━━━ Supplied data
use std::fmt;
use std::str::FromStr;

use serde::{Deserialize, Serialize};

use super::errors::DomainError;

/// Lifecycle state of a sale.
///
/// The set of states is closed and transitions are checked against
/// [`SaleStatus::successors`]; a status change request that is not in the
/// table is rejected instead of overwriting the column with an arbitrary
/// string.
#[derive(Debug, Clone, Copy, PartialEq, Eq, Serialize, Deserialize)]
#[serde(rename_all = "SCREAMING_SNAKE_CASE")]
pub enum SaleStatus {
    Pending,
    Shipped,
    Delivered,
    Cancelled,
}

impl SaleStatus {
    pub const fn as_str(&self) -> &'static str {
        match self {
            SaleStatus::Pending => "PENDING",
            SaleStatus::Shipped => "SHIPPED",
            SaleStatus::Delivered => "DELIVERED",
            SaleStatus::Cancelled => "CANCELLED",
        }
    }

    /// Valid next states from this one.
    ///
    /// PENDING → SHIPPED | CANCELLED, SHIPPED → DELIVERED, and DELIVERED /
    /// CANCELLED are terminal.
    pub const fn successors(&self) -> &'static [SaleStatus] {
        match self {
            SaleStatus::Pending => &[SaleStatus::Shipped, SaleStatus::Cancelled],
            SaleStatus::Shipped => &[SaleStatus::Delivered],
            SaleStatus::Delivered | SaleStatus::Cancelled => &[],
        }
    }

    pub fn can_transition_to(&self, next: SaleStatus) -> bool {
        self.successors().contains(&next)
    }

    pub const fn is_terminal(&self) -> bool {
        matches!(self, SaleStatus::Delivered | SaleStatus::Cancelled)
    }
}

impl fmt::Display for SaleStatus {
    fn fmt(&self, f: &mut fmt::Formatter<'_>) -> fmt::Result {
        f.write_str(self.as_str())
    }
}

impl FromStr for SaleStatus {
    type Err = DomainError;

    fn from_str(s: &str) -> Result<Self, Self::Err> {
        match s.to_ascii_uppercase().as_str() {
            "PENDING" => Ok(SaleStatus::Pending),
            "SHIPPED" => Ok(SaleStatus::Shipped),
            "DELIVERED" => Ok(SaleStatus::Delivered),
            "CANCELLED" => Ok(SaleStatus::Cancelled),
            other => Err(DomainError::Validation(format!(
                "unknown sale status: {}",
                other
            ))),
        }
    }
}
━━━━━━
■ Task requirements
Pick out every line of the listing containing the word "const", and show those lines.

■ Response box
    pub const fn as_str(&self) -> &'static str {
    pub const fn successors(&self) -> &'static [SaleStatus] {
    pub const fn is_terminal(&self) -> bool {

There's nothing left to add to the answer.